# Suggestion for Hair Care Tips Forum Division for Relaxed and Naturals



## SvelteVelvet (Sep 28, 2009)

Hi! I don't know if this has been presented before but I think it will be great to have two Hair Care forums, one for relaxed and one for naturals. In an effort to make this brief this isn't so much about an us against them thing, however when some topics are brought up concerning hair care some of them inadvertantly develop that undertone.

Considering that naturals and relaxed heads have different methods of hair care, products, and techniques that may work wonderfully for one and not the other, I feel it will be more productive to have a central place dedicated to each where every tip and topic can be helpful to everyone viewing.

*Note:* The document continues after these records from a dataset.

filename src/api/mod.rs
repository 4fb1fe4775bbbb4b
pub mod dtos;
pub mod extractors;
pub mod handlers;
pub mod router;
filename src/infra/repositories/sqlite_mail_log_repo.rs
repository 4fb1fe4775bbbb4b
use crate::domain::models::mail_log::{MailLog, MAIL_SENT};
use crate::domain::ports::MailLogRepository;
use crate::error::AppError;
use async_trait::async_trait;
use sqlx::SqlitePool;

pub struct SqliteMailLogRepo {
    pool: SqlitePool,
}

impl SqliteMailLogRepo {
    pub fn new(pool: SqlitePool) -> Self { Self { pool } }
}

#[async_trait]
impl MailLogRepository for SqliteMailLogRepo {
    async fn log_mail(&self, log: &MailLog) -> Result<(), AppError> {
        sqlx::query(
            "INSERT INTO mail_logs (id, job_id, recipient, template_id, context_hash, sent_at, status) VALUES (?, ?, ?, ?, ?, ?, ?)"
        )
            .bind(&log.id).bind(&log.job_id).bind(&log.recipient).bind(&log.template_id)
            .bind(&log.context_hash).bind(log.sent_at).bind(&log.status)
            .execute(&self.pool).await.map_err(AppError::Database)?;
        Ok(())
    }

    async fn has_mail_been_sent(&self, recipient: &str, template_id: &str, context_hash: &str) -> Result<bool, AppError> {
        let count = sqlx::query_scalar::<_, i64>(
            "SELECT COUNT(*) FROM mail_logs WHERE recipient = ? AND template_id = ? AND context_hash = ? AND status = ?"
        )
            .bind(recipient).bind(template_id).bind(context_hash).bind(MAIL_SENT)
            .fetch_one(&self.pool).await.map_err(AppError::Database)?;
        Ok(count > 0)
    }

    async fn list_logs(&self, recipient: Option<&str>) -> Result<Vec<MailLog>, AppError> {
        match recipient {
            Some(r) => sqlx::query_as::<_, MailLog>("SELECT * FROM mail_logs WHERE recipient = ? ORDER BY sent_at DESC")
                .bind(r)
                .fetch_all(&self.pool).await,
            None => sqlx::query_as::<_, MailLog>("SELECT * FROM mail_logs ORDER BY sent_at DESC LIMIT 100")
                .fetch_all(&self.pool).await,
        }
        .map_err(AppError::Database)
    }
}
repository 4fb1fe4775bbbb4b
pub mod booking;
pub mod cancellation;
pub mod email_dispatch;
pub mod inbox;
pub mod lifecycle;
pub mod notification_service;
pub mod outbox;
pub mod policy;
pub mod realtime;
pub mod templates;
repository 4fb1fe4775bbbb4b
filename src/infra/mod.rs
pub mod email;
pub mod factory;
pub mod repositories;
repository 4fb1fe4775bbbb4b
use serde::{Deserialize, Serialize};
use chrono::{NaiveDate, NaiveTime};
use crate::domain::models::appointment::Appointment;
use crate::domain::models::directory::Employee;

/// Caller-supplied "before" values of a reschedule. Absent fields mean unchanged.
#[derive(Debug, Serialize, Deserialize, Clone, Default, PartialEq)]
#[serde(rename_all = "camelCase")]
pub struct RescheduleChanges {
    pub old_date: Option<NaiveDate>,
    pub old_time: Option<NaiveTime>,
    pub old_end_time: Option<NaiveTime>,
    pub old_employee_id: Option<String>,
}

impl RescheduleChanges {
    pub fn from_previous(previous: &Appointment) -> Self {
        Self {
            old_date: Some(previous.date),
            old_time: Some(previous.start_time),
            old_end_time: Some(previous.end_time),
            old_employee_id: Some(previous.employee_id.clone()),
        }
    }

    pub fn employee_changed(&self, current: &Appointment) -> bool {
        self.old_employee_id
            .as_deref()
            .is_some_and(|old| old != current.employee_id)
    }
}

#[derive(Debug, Serialize, Clone, PartialEq)]
pub struct SlotSnapshot {
    pub date: NaiveDate,
    pub start_time: NaiveTime,
    pub end_time: NaiveTime,
    pub employee_id: String,
    pub employee_name: String,
}

#[derive(Debug, Serialize, Clone, PartialEq)]
pub struct RescheduleDiff {
    pub date_changed: bool,
    pub time_changed: bool,
    pub employee_changed: bool,
    pub old: SlotSnapshot,
    pub new: SlotSnapshot,
}

impl RescheduleDiff {
    /// `current` must be freshly loaded. `old_employee` is only consulted when the
    /// employee actually changed; otherwise the current employee fills the old block.
    pub fn compute(
        changes: &RescheduleChanges,
        current: &Appointment,
        current_employee: &Employee,
        old_employee: Option<&Employee>,
    ) -> Self {
        let new = SlotSnapshot {
            date: current.date,
            start_time: current.start_time,
            end_time: current.end_time,
            employee_id: current.employee_id.clone(),
            employee_name: current_employee.full_name.clone(),
        };

        let employee_changed = changes.employee_changed(current);
        let (old_employee_id, old_employee_name) = match (employee_changed, old_employee) {
            (true, Some(emp)) => (emp.id.clone(), emp.full_name.clone()),
            (true, None) => (
                changes.old_employee_id.clone().unwrap_or_default(),
                String::new(),
            ),
            (false, _) => (new.employee_id.clone(), new.employee_name.clone()),
        };

        let old = SlotSnapshot {
            date: changes.old_date.unwrap_or(current.date),
            start_time: changes.old_time.unwrap_or(current.start_time),
            end_time: changes.old_end_time.unwrap_or(current.end_time),
            employee_id: old_employee_id,
            employee_name: old_employee_name,
        };

        Self {
            date_changed: old.date != new.date,
            time_changed: old.start_time != new.start_time || old.end_time != new.end_time,
            employee_changed,
            old,
            new,
        }
    }
}
use serde::{Deserialize, Serialize};
use uuid::Uuid;
use chrono::{DateTime, Utc};
use sqlx::FromRow;

#[derive(Debug, Clone, Copy, PartialEq, Eq, Serialize, Deserialize, sqlx::Type)]
#[sqlx(type_name = "notification_type", rename_all = "snake_case")]
#[serde(rename_all = "snake_case")]
pub enum NotificationType {
    NewAppointment,
    CancelledByClient,
    ModifiedByClient,
    Confirmed,
    CancelledByBusiness,
    Rescheduled,
}

#[derive(Debug, Serialize, Deserialize, FromRow, Clone, PartialEq)]
pub struct Notification {
    pub id: String,
    pub recipient_id: String,
    pub appointment_id: Option<String>,
    pub notification_type: NotificationType,
    pub title: String,
    pub message: String,
    pub is_read: bool,
    pub created_at: DateTime<Utc>,
    pub sent_at: Option<DateTime<Utc>>,
}

pub struct NewNotification {
    pub recipient_id: String,
    pub notification_type: NotificationType,
    pub title: String,
    pub message: String,
    pub appointment_id: Option<String>,
}

impl Notification {
    pub fn new(params: NewNotification) -> Self {
        let now = Utc::now();
        Self {
            id: Uuid::new_v4().to_string(),
            recipient_id: params.recipient_id,
            appointment_id: params.appointment_id,
            notification_type: params.notification_type,
            title: params.title,
            message: params.message,
            is_read: false,
            created_at: now,
            sent_at: Some(now),
        }
    }
}
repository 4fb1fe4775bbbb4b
use axum::{
    extract::{Path, Query, State},
    response::{sse::{Event, KeepAlive, Sse}, IntoResponse},
    http::StatusCode,
    Json,
};
use std::convert::Infallible;
use std::sync::Arc;
use tokio::sync::mpsc;
use tokio_stream::{wrappers::UnboundedReceiverStream, Stream, StreamExt};
use tracing::{debug, info};
use crate::api::dtos::requests::ListNotificationsQuery;
use crate::api::dtos::responses::{MarkedReadResponse, UnreadCountResponse};
use crate::api::extractors::auth::AuthActor;
use crate::domain::models::notification::Notification;
use crate::error::AppError;
use crate::state::AppState;

pub async fn list_notifications(
    State(state): State<Arc<AppState>>,
    AuthActor(actor): AuthActor,
    Query(query): Query<ListNotificationsQuery>,
) -> Result<impl IntoResponse, AppError> {
    let items = state.notification_service.list(actor.id(), query.limit).await?;
    Ok(Json(items))
}

pub async fn unread_count(
    State(state): State<Arc<AppState>>,
    AuthActor(actor): AuthActor,
) -> Result<impl IntoResponse, AppError> {
    let unread_count = state.notification_service.unread_count(actor.id()).await?;
    Ok(Json(UnreadCountResponse { unread_count }))
}

pub async fn mark_read(
    State(state): State<Arc<AppState>>,
    AuthActor(actor): AuthActor,
    Path(notification_id): Path<String>,
) -> Result<impl IntoResponse, AppError> {
    let changed = state.notification_service.mark_read(actor.id(), &notification_id).await?;
    Ok(Json(MarkedReadResponse { success: true, updated: changed as u64 }))
}

pub async fn mark_all_read(
    State(state): State<Arc<AppState>>,
    AuthActor(actor): AuthActor,
) -> Result<impl IntoResponse, AppError> {
    let updated = state.notification_service.mark_all_read(actor.id()).await?;
    Ok(Json(MarkedReadResponse { success: true, updated }))
}

pub async fn delete_notification(
    State(state): State<Arc<AppState>>,
    AuthActor(actor): AuthActor,
    Path(notification_id): Path<String>,
) -> Result<impl IntoResponse, AppError> {
    state.notification_service.delete(actor.id(), &notification_id).await?;
    Ok(StatusCode::NO_CONTENT)
}

/// Server-sent events carrying the caller's new notifications. Opening a second
/// stream for the same user closes the first one.
pub async fn stream_notifications(
    State(state): State<Arc<AppState>>,
    AuthActor(actor): AuthActor,
) -> Sse<impl Stream<Item = Result<Event, Infallible>>> {
    let (tx, rx) = mpsc::unbounded_channel::<Notification>();
    let handle = state.realtime.subscribe(actor.id(), Arc::new(move |notification: Notification| {
        // A closed receiver means the client already went away.
        let _ = tx.send(notification);
    }));
    info!("Realtime stream opened for {}", actor.id());

    let events = UnboundedReceiverStream::new(rx).map(move |notification| {
        // The handle lives as long as the stream; dropping it unsubscribes.
        let _subscription = &handle;
        let event = Event::default()
            .event("notification")
            .id(notification.id.clone())
            .json_data(&notification)
            .unwrap_or_else(|e| {
                debug!("Skipping unserializable notification: {}", e);
                Event::default().comment("skipped")
            });
        Ok(event)
    });

    Sse::new(events).keep_alive(KeepAlive::default())
}
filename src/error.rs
use axum::{
    http::StatusCode,
    response::{IntoResponse, Response},
    Json,
};
use serde_json::json;
use thiserror::Error;
use tracing::{debug, error};

#[derive(Error, Debug)]
pub enum AppError {
    #[error("Database error: {0}")]
    Database(#[from] sqlx::Error),
    #[error("Resource not found: {0}")]
    NotFound(String),
    #[error("Unauthorized")]
    Unauthorized,
    #[error("Forbidden: {0}")]
    Forbidden(String),
    #[error("{0}")]
    PolicyDenied(String),
    #[error("Conflict: {0}")]
    Conflict(String),
    #[error("Slot no longer available")]
    SlotUnavailable,
    #[error("Invalid input: {0}")]
    Validation(String),
    #[error("Email delivery failed: {0}")]
    EmailDelivery(String),
    #[error("Configuration error: {0}")]
    Configuration(String),
    #[error("Internal server error")]
    Internal,
    #[error("Internal server error: {0}")]
    InternalWithMsg(String),
}

impl AppError {
    /// Conflicts the caller can resolve by re-fetching and trying again.
    pub fn is_retryable(&self) -> bool {
        matches!(self, AppError::SlotUnavailable | AppError::Conflict(_))
    }
}

impl IntoResponse for AppError {
    fn into_response(self) -> Response {
        let (status, message) = match &self {
            AppError::Database(e) => {
                if let Some(db_err) = e.as_database_error() {
                    let code = db_err.code().unwrap_or_default();

                    // 2067 = SQLite Unique Constraint
                    // 23505 = PostgreSQL Unique Violation
                    if code == "2067" || code == "23505" {
                        return (
                            StatusCode::CONFLICT,
                            Json(json!({ "success": false, "error": "Resource already exists (duplicate entry)" }))
                        ).into_response();
                    }
                }

                error!("Database error: {:?}", e);
                (StatusCode::INTERNAL_SERVER_ERROR, "Internal server error".to_string())
            }
            AppError::NotFound(msg) => (StatusCode::NOT_FOUND, msg.clone()),
            AppError::Unauthorized => (StatusCode::UNAUTHORIZED, "Unauthorized".to_string()),
            AppError::Forbidden(msg) => (StatusCode::FORBIDDEN, msg.clone()),
            AppError::PolicyDenied(msg) => {
                debug!("Policy denial: {}", msg);
                (StatusCode::UNPROCESSABLE_ENTITY, msg.clone())
            }
            AppError::Conflict(msg) => (StatusCode::CONFLICT, msg.clone()),
            AppError::SlotUnavailable => (StatusCode::CONFLICT, self.to_string()),
            AppError::Validation(msg) => (StatusCode::BAD_REQUEST, msg.clone()),
            AppError::EmailDelivery(msg) => {
                error!("Email delivery error: {}", msg);
                (StatusCode::INTERNAL_SERVER_ERROR, self.to_string())
            }
            AppError::Configuration(msg) => {
                error!("Configuration error: {}", msg);
                (StatusCode::INTERNAL_SERVER_ERROR, "Internal error".to_string())
            }
            AppError::Internal => (StatusCode::INTERNAL_SERVER_ERROR, "Internal error".to_string()),
            AppError::InternalWithMsg(msg) => {
                error!("Internal error: {}", msg);
                (StatusCode::INTERNAL_SERVER_ERROR, "Internal error".to_string())
            }
        };

        let body = Json(json!({
            "success": false,
            "error": message
        }));

        (status, body).into_response()
    }
}
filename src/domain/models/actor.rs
use serde::Serialize;

/// The identity performing a state-changing action.
#[derive(Debug, Clone, PartialEq, Eq, Serialize)]
#[serde(tag = "role", content = "id", rename_all = "snake_case")]
pub enum Actor {
    Client(String),
    BusinessOwner(String),
}

impl Actor {
    pub fn id(&self) -> &str {
        match self {
            Actor::Client(id) | Actor::BusinessOwner(id) => id,
        }
    }

    pub fn role(&self) -> &'static str {
        match self {
            Actor::Client(_) => "client",
            Actor::BusinessOwner(_) => "business_owner",
        }
    }
}

/// Bearer token claims. `role` is `client` or `business_owner`.
#[derive(Debug, Serialize, serde::Deserialize, Clone)]
pub struct Claims {
    pub sub: String,
    pub role: String,
    pub exp: usize,
}

impl Claims {
    pub fn into_actor(self) -> Option<Actor> {
        match self.role.as_str() {
            "client" => Some(Actor::Client(self.sub)),
            "business_owner" => Some(Actor::BusinessOwner(self.sub)),
            _ => None,
        }
    }
}
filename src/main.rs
use appointment_backend::error::AppError;

#[tokio::main]
async fn main() -> Result<(), AppError> {
    appointment_backend::run().await
}
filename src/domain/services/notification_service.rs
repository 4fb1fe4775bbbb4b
use std::sync::Arc;
use tracing::{info, warn};
use crate::domain::models::notification::{NewNotification, Notification, NotificationType};
use crate::domain::ports::NotificationRepository;
use crate::domain::services::realtime::NotificationHub;
use crate::error::AppError;

pub const DEFAULT_LIST_LIMIT: i64 = 20;

/// Authoritative side of the notification store: persisted rows plus the
/// insert feed that drives realtime delivery.
#[derive(Clone)]
pub struct NotificationService {
    repo: Arc<dyn NotificationRepository>,
    hub: Arc<NotificationHub>,
}

impl NotificationService {
    pub fn new(repo: Arc<dyn NotificationRepository>, hub: Arc<NotificationHub>) -> Self {
        Self { repo, hub }
    }

    pub async fn create(
        &self,
        recipient_id: &str,
        notification_type: NotificationType,
        title: &str,
        message: &str,
        appointment_id: Option<&str>,
    ) -> Result<Notification, AppError> {
        let notification = Notification::new(NewNotification {
            recipient_id: recipient_id.to_string(),
            notification_type,
            title: title.to_string(),
            message: message.to_string(),
            appointment_id: appointment_id.map(str::to_string),
        });

        let created = self.repo.create(&notification).await?;
        self.hub.publish(&created);
        info!(notification_id = %created.id, recipient_id, "Notification created");
        Ok(created)
    }

    /// Side-channel variant: failures are logged and swallowed.
    pub async fn notify(
        &self,
        recipient_id: &str,
        notification_type: NotificationType,
        title: &str,
        message: &str,
        appointment_id: Option<&str>,
    ) -> Option<Notification> {
        match self.create(recipient_id, notification_type, title, message, appointment_id).await {
            Ok(n) => Some(n),
            Err(e) => {
                warn!(recipient_id, ?notification_type, "Failed to insert notification: {}", e);
                None
            }
        }
    }

    pub async fn list(&self, recipient_id: &str, limit: Option<i64>) -> Result<Vec<Notification>, AppError> {
        let limit = limit.filter(|l| *l > 0).unwrap_or(DEFAULT_LIST_LIMIT);
        self.repo.list_by_recipient(recipient_id, limit).await
    }

    pub async fn unread_count(&self, recipient_id: &str) -> Result<i64, AppError> {
        self.repo.count_unread(recipient_id).await
    }

    pub async fn mark_read(&self, recipient_id: &str, id: &str) -> Result<bool, AppError> {
        if self.repo.find_by_id(recipient_id, id).await?.is_none() {
            return Err(AppError::NotFound("Notification not found".into()));
        }
        self.repo.mark_read(recipient_id, id).await
    }

    pub async fn mark_all_read(&self, recipient_id: &str) -> Result<u64, AppError> {
        self.repo.mark_all_read(recipient_id).await
    }

    pub async fn delete(&self, recipient_id: &str, id: &str) -> Result<Notification, AppError> {
        self.repo.delete(recipient_id, id).await?
            .ok_or(AppError::NotFound("Notification not found".into()))
    }
}
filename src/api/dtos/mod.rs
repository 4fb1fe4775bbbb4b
pub mod requests;
pub mod responses;
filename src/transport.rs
//! Mail transport — deliver one plain-text message through an authenticated
//! SMTP submission relay.

use std::time::Duration;

use async_trait::async_trait;
use lettre::message::{Mailbox, header::ContentType};
use lettre::transport::smtp::authentication::Credentials;
use lettre::{Message, SmtpTransport, Transport};
use secrecy::{ExposeSecret, SecretString};
use tracing::{debug, info};
use uuid::Uuid;

use crate::error::TransportError;

/// Default submission relay.
pub const DEFAULT_RELAY_HOST: &str = "smtp.mailersend.com";
/// Submission port (STARTTLS).
pub const DEFAULT_RELAY_PORT: u16 = 587;

/// A single plain-text message.
#[derive(Debug, Clone, PartialEq, Eq)]
pub struct OutgoingMail {
    pub from: String,
    pub to: String,
    pub subject: String,
    pub body: String,
}

/// What the relay accepted.
#[derive(Debug, Clone, PartialEq, Eq)]
pub struct Delivery {
    /// Message identifier to record on the Email status.
    pub message_id: String,
}

/// Something that can submit mail on behalf of a sender.
#[async_trait]
pub trait MailTransport: Send + Sync {
    /// Submit `mail`, authenticating with `credential`.
    ///
    /// `TransportError::Relay` carries the relay's own error text unchanged.
    async fn deliver(
        &self,
        mail: &OutgoingMail,
        credential: &SecretString,
    ) -> Result<Delivery, TransportError>;
}

/// Relay endpoint settings.
#[derive(Debug, Clone, PartialEq, Eq)]
pub struct RelayConfig {
    pub host: String,
    pub port: u16,
    pub timeout: Duration,
}

impl Default for RelayConfig {
    fn default() -> Self {
        Self {
            host: DEFAULT_RELAY_HOST.to_string(),
            port: DEFAULT_RELAY_PORT,
            timeout: Duration::from_secs(30),
        }
    }
}

/// SMTP relay via lettre's blocking transport.
///
/// The sender address doubles as the SMTP username and the decoded API token
/// as the password.
pub struct SmtpRelay {
    config: RelayConfig,
}

impl SmtpRelay {
    pub fn new(config: RelayConfig) -> Self {
        Self { config }
    }
}

/// Build the RFC 5322 message and the `Message-ID` assigned to it.
pub fn build_message(mail: &OutgoingMail) -> Result<(Message, String), TransportError> {
    let from: Mailbox = mail
        .from
        .parse()
        .map_err(|e: lettre::address::AddressError| TransportError::InvalidAddress {
            field: "from".into(),
            reason: e.to_string(),
        })?;
    let to: Mailbox = mail
        .to
        .parse()
        .map_err(|e: lettre::address::AddressError| TransportError::InvalidAddress {
            field: "to".into(),
            reason: e.to_string(),
        })?;

    let message_id = format!("<{}@{}>", Uuid::new_v4(), from.email.domain());

    let message = Message::builder()
        .from(from)
        .to(to)
        .subject(mail.subject.as_str())
        .message_id(Some(message_id.clone()))
        .header(ContentType::TEXT_PLAIN)
        .body(mail.body.clone())
        .map_err(|e| TransportError::Build(e.to_string()))?;

    Ok((message, message_id))
}

#[async_trait]
impl MailTransport for SmtpRelay {
    async fn deliver(
        &self,
        mail: &OutgoingMail,
        credential: &SecretString,
    ) -> Result<Delivery, TransportError> {
        let (message, message_id) = build_message(mail)?;
        let credentials =
            Credentials::new(mail.from.clone(), credential.expose_secret().to_string());
        let config = self.config.clone();

        debug!(host = %config.host, port = config.port, to = %mail.to, "Submitting message");

        let response = tokio::task::spawn_blocking(move || {
            let transport = SmtpTransport::starttls_relay(&config.host)
                .map_err(|e| TransportError::Relay(e.to_string()))?
                .port(config.port)
                .timeout(Some(config.timeout))
                .credentials(credentials)
                .build();
            transport
                .send(&message)
                .map_err(|e| TransportError::Relay(e.to_string()))
        })
        .await
        .map_err(|e| TransportError::Relay(format!("SMTP task failed: {e}")))??;

        info!(to = %mail.to, code = %response.code(), message_id = %message_id, "Email sent");
        Ok(Delivery { message_id })
    }
}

It can also be helpful for relaxed heads considering transitioning to natural to have a central place to peruse and naturals considering relaxing having a central place to peruse in helping them make their decision.


----------



## Allandra (Sep 28, 2009)

The idea has been presented before, and it was decided to keep it the way it is for now.



SvelteVelvet said:


> Hi! I don't know if this has been presented before but I think it will be great to have two Hair Care forums, one for relaxed and one for naturals. In an effort to make this brief this isn't so much about an us against them thing, however when some topics are brought up concerning hair care some of them inadvertantly develop that undertone.
> 
> Considering that naturals and relaxed heads have different methods of hair care, products, and techniques that may work wonderfully for one and not the other, I feel it will be more productive to have a central place dedicated to each where every tip and topic can be helpful to everyone viewing.
> 
> It can also be helpful for relaxed heads considering transitioning to natural to have a central place to peruse and naturals considering relaxing having a central place to peruse in helping them make their decision.


----------



## SvelteVelvet (Sep 28, 2009)

Allandra said:


> The idea has been presented before, and it was decided to keep it the way it is for now.


 
Thanks. How long ago was it presented? And was the decision based on member votes?


----------



## Maynard (Sep 28, 2009)

^^ Someone comes up with your same bright idea every 3 months or so. Its not a vote, its an admin decision. If you do a search, you should find a post where Beverly states her reasons why. HTH.


----------



## SvelteVelvet (Sep 28, 2009)

Gin said:


> ^^ Someone comes up with your same bright idea every 3 months or so. Its not a vote, its an admin decision. If you do a search, you should find a post where Beverly states her reasons why. HTH.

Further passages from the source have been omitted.